## TASK ITEM
From first line to last, retype the data exactly.
● ● ●
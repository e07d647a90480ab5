// SPDX-License-Identifier: MPL-2.0

//! Scanner controller
//!
//! [`ScannerApp`] is the single owner of all scanner state. Everything that
//! happens (captured frames, decode results, timers, key presses, gallery
//! picks) arrives as a [`Message`] and is applied by [`ScannerApp::update`].
//! Background work never touches the state directly; it posts a message
//! back on the owner's channel when it is done.
//!
//! # Architecture
//!
//! - `state`: scan gate, session, feedback toggles, animation phase
//! - `frame_processor`: payload classification and QR decoding
//! - `dispatcher`: system actions and user notices
//! - `feedback`: vibration/beep gated by the toggles
//! - `update`: message routing
//! - `handlers`: message handlers grouped by domain

pub mod dispatcher;
pub mod feedback;
pub mod frame_processor;
mod handlers;
pub mod state;
mod update;

use crate::app::dispatcher::{Notice, Notifier, ResultDispatcher, UrlOpener};
use crate::app::feedback::FeedbackController;
use crate::app::frame_processor::{FrameAnalyzer, QrDecoder, QrDetection};
use crate::app::state::{AnimationPhase, FeedbackPreferences, GateState, ScanSession};
use crate::backends::camera::orchestrator::CaptureOrchestrator;
use crate::backends::camera::types::{CameraDevice, CameraFacing, CameraFrame};
use crate::backends::feedback::FeedbackDevice;
use crate::config::Config;
use crate::errors::{DecodeError, GalleryError};
use crate::storage::ImagePicker;
use std::path::PathBuf;
use std::sync::Arc;
use tokio::sync::mpsc::UnboundedSender;

/// Everything that can change scanner state
#[derive(Debug)]
pub enum Message {
    /// Newest frame from the capture session
    FrameCaptured(CameraFrame),
    /// Live decode exceeded the watchdog; the worker is still running
    DecodeStalled(DecodeError),
    /// Live decode finished
    FrameDecoded(Result<Vec<QrDetection>, DecodeError>),
    /// Cooldown elapsed for the given gate epoch
    Rearm(u64),
    ToggleVibration,
    ToggleSound,
    SwitchCamera,
    OpenGallery,
    /// Picker closed; `None` when cancelled
    GalleryPicked(Option<PathBuf>),
    /// Gallery decode finished
    GalleryScanned(Result<Vec<QrDetection>, GalleryError>),
    /// Animation tick
    Tick,
    Quit,
}

/// External collaborators the controller drives
pub struct Collaborators {
    pub decoder: Arc<dyn QrDecoder>,
    pub opener: Arc<dyn UrlOpener>,
    pub notifier: Arc<dyn Notifier>,
    pub feedback: Arc<dyn FeedbackDevice>,
    pub picker: Option<Arc<dyn ImagePicker>>,
}

pub struct ScannerApp {
    config: Config,
    config_path: Option<PathBuf>,
    session: ScanSession,
    feedback: FeedbackController,
    dispatcher: ResultDispatcher,
    analyzer: FrameAnalyzer,
    animation: AnimationPhase,
    decoder: Arc<dyn QrDecoder>,
    picker: Option<Arc<dyn ImagePicker>>,
    camera: Option<CaptureOrchestrator>,
    sender: UnboundedSender<Message>,
    preview: Option<Arc<CameraFrame>>,
    last_detection: Option<QrDetection>,
    gallery_pending: bool,
    frame_count: u64,
    should_quit: bool,
}

impl ScannerApp {
    /// `sender` is the owner loop's own channel; background work posts
    /// its results there.
    pub fn new(config: Config, collaborators: Collaborators, sender: UnboundedSender<Message>) -> Self {
        let prefs = FeedbackPreferences {
            vibration_enabled: config.vibration_enabled,
            sound_enabled: config.sound_enabled,
        };

        Self {
            session: ScanSession::new(config.camera_facing),
            feedback: FeedbackController::new(prefs, collaborators.feedback),
            dispatcher: ResultDispatcher::new(collaborators.opener, collaborators.notifier),
            analyzer: FrameAnalyzer::new(),
            animation: AnimationPhase::default(),
            decoder: collaborators.decoder,
            picker: collaborators.picker,
            camera: None,
            sender,
            preview: None,
            last_detection: None,
            gallery_pending: false,
            frame_count: 0,
            should_quit: false,
            config_path: None,
            config,
        }
    }

    /// File the config was loaded from; remembered toggles are written there
    pub fn with_config_path(mut self, path: Option<PathBuf>) -> Self {
        self.config_path = path;
        self
    }

    /// Hand the capture orchestrator to the controller
    pub fn attach_camera(&mut self, camera: CaptureOrchestrator) {
        self.camera = Some(camera);
    }

    /// Release the camera and stop
    pub fn shutdown(&mut self) {
        if let Some(camera) = self.camera.as_mut() {
            camera.stop();
        }
        self.should_quit = true;
    }

    pub fn should_quit(&self) -> bool {
        self.should_quit
    }

    pub fn config(&self) -> &Config {
        &self.config
    }

    pub fn gate_state(&self) -> GateState {
        self.session.gate.state()
    }

    pub fn is_scanning(&self) -> bool {
        self.session.is_scanning()
    }

    pub fn facing(&self) -> CameraFacing {
        self.session.facing
    }

    pub fn preferences(&self) -> FeedbackPreferences {
        self.feedback.preferences()
    }

    pub fn animation(&self) -> AnimationPhase {
        self.animation
    }

    pub fn analyzer(&self) -> &FrameAnalyzer {
        &self.analyzer
    }

    /// Frame to show in the preview
    pub fn preview(&self) -> Option<&Arc<CameraFrame>> {
        self.preview.as_ref()
    }

    /// Most recent accepted detection (for the overlay)
    pub fn last_detection(&self) -> Option<&QrDetection> {
        self.last_detection.as_ref()
    }

    pub fn current_device(&self) -> Option<&CameraDevice> {
        self.camera.as_ref().and_then(|c| c.current_device())
    }

    pub fn is_gallery_pending(&self) -> bool {
        self.gallery_pending
    }

    fn notify(&self, notice: Notice) {
        self.dispatcher.notifier().notify(notice);
    }
}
● ● ●
## EXERCISE OUTPUT
repository e07d647a90480ab5
// SPDX-License-Identifier: MPL-2.0

//! Scanner controller
//!
//! [`ScannerApp`] is the single owner of all scanner state. Everything that
//! happens (captured frames, decode results, timers, key presses, gallery
//! picks) arrives as a [`Message`] and is applied by [`ScannerApp::update`].
//! Background work never touches the state directly; it posts a message
//! back on the owner's channel when it is done.
//!
//! # Architecture
//!
//! - `state`: scan gate, session, feedback toggles, animation phase
//! - `frame_processor`: payload classification and QR decoding
//! - `dispatcher`: system actions and user notices
//! - `feedback`: vibration/beep gated by the toggles
//! - `update`: message routing
//! - `handlers`: message handlers grouped by domain

pub mod dispatcher;
pub mod feedback;
pub mod frame_processor;
mod handlers;
pub mod state;
mod update;

use crate::app::dispatcher::{Notice, Notifier, ResultDispatcher, UrlOpener};
use crate::app::feedback::FeedbackController;
use crate::app::frame_processor::{FrameAnalyzer, QrDecoder, QrDetection};
use crate::app::state::{AnimationPhase, FeedbackPreferences, GateState, ScanSession};
use crate::backends::camera::orchestrator::CaptureOrchestrator;
use crate::backends::camera::types::{CameraDevice, CameraFacing, CameraFrame};
use crate::backends::feedback::FeedbackDevice;
use crate::config::Config;
use crate::errors::{DecodeError, GalleryError};
use crate::storage::ImagePicker;
use std::path::PathBuf;
use std::sync::Arc;
use tokio::sync::mpsc::UnboundedSender;

/// Everything that can change scanner state
#[derive(Debug)]
pub enum Message {
    /// Newest frame from the capture session
    FrameCaptured(CameraFrame),
    /// Live decode exceeded the watchdog; the worker is still running
    DecodeStalled(DecodeError),
    /// Live decode finished
    FrameDecoded(Result<Vec<QrDetection>, DecodeError>),
    /// Cooldown elapsed for the given gate epoch
    Rearm(u64),
    ToggleVibration,
    ToggleSound,
    SwitchCamera,
    OpenGallery,
    /// Picker closed; `None` when cancelled
    GalleryPicked(Option<PathBuf>),
    /// Gallery decode finished
    GalleryScanned(Result<Vec<QrDetection>, GalleryError>),
    /// Animation tick
    Tick,
    Quit,
}

/// External collaborators the controller drives
pub struct Collaborators {
    pub decoder: Arc<dyn QrDecoder>,
    pub opener: Arc<dyn UrlOpener>,
    pub notifier: Arc<dyn Notifier>,
    pub feedback: Arc<dyn FeedbackDevice>,
    pub picker: Option<Arc<dyn ImagePicker>>,
}

pub struct ScannerApp {
    config: Config,
    config_path: Option<PathBuf>,
    session: ScanSession,
    feedback: FeedbackController,
    dispatcher: ResultDispatcher,
    analyzer: FrameAnalyzer,
    animation: AnimationPhase,
    decoder: Arc<dyn QrDecoder>,
    picker: Option<Arc<dyn ImagePicker>>,
    camera: Option<CaptureOrchestrator>,
    sender: UnboundedSender<Message>,
    preview: Option<Arc<CameraFrame>>,
    last_detection: Option<QrDetection>,
    gallery_pending: bool,
    frame_count: u64,
    should_quit: bool,
}

impl ScannerApp {
    /// `sender` is the owner loop's own channel; background work posts
    /// its results there.
    pub fn new(config: Config, collaborators: Collaborators, sender: UnboundedSender<Message>) -> Self {
        let prefs = FeedbackPreferences {
            vibration_enabled: config.vibration_enabled,
            sound_enabled: config.sound_enabled,
        };

        Self {
            session: ScanSession::new(config.camera_facing),
            feedback: FeedbackController::new(prefs, collaborators.feedback),
            dispatcher: ResultDispatcher::new(collaborators.opener, collaborators.notifier),
            analyzer: FrameAnalyzer::new(),
            animation: AnimationPhase::default(),
            decoder: collaborators.decoder,
            picker: collaborators.picker,
            camera: None,
            sender,
            preview: None,
            last_detection: None,
            gallery_pending: false,
            frame_count: 0,
            should_quit: false,
            config_path: None,
            config,
        }
    }

    /// File the config was loaded from; remembered toggles are written there
    pub fn with_config_path(mut self, path: Option<PathBuf>) -> Self {
        self.config_path = path;
        self
    }

    /// Hand the capture orchestrator to the controller
    pub fn attach_camera(&mut self, camera: CaptureOrchestrator) {
        self.camera = Some(camera);
    }

    /// Release the camera and stop
    pub fn shutdown(&mut self) {
        if let Some(camera) = self.camera.as_mut() {
            camera.stop();
        }
        self.should_quit = true;
    }

    pub fn should_quit(&self) -> bool {
        self.should_quit
    }

    pub fn config(&self) -> &Config {
        &self.config
    }

    pub fn gate_state(&self) -> GateState {
        self.session.gate.state()
    }

    pub fn is_scanning(&self) -> bool {
        self.session.is_scanning()
    }

    pub fn facing(&self) -> CameraFacing {
        self.session.facing
    }

    pub fn preferences(&self) -> FeedbackPreferences {
        self.feedback.preferences()
    }

    pub fn animation(&self) -> AnimationPhase {
        self.animation
    }

    pub fn analyzer(&self) -> &FrameAnalyzer {
        &self.analyzer
    }

    /// Frame to show in the preview
    pub fn preview(&self) -> Option<&Arc<CameraFrame>> {
        self.preview.as_ref()
    }

    /// Most recent accepted detection (for the overlay)
    pub fn last_detection(&self) -> Option<&QrDetection> {
        self.last_detection.as_ref()
    }

    pub fn current_device(&self) -> Option<&CameraDevice> {
        self.camera.as_ref().and_then(|c| c.current_device())
    }

    pub fn is_gallery_pending(&self) -> bool {
        self.gallery_pending
    }

    fn notify(&self, notice: Notice) {
        self.dispatcher.notifier().notify(notice);
    }
}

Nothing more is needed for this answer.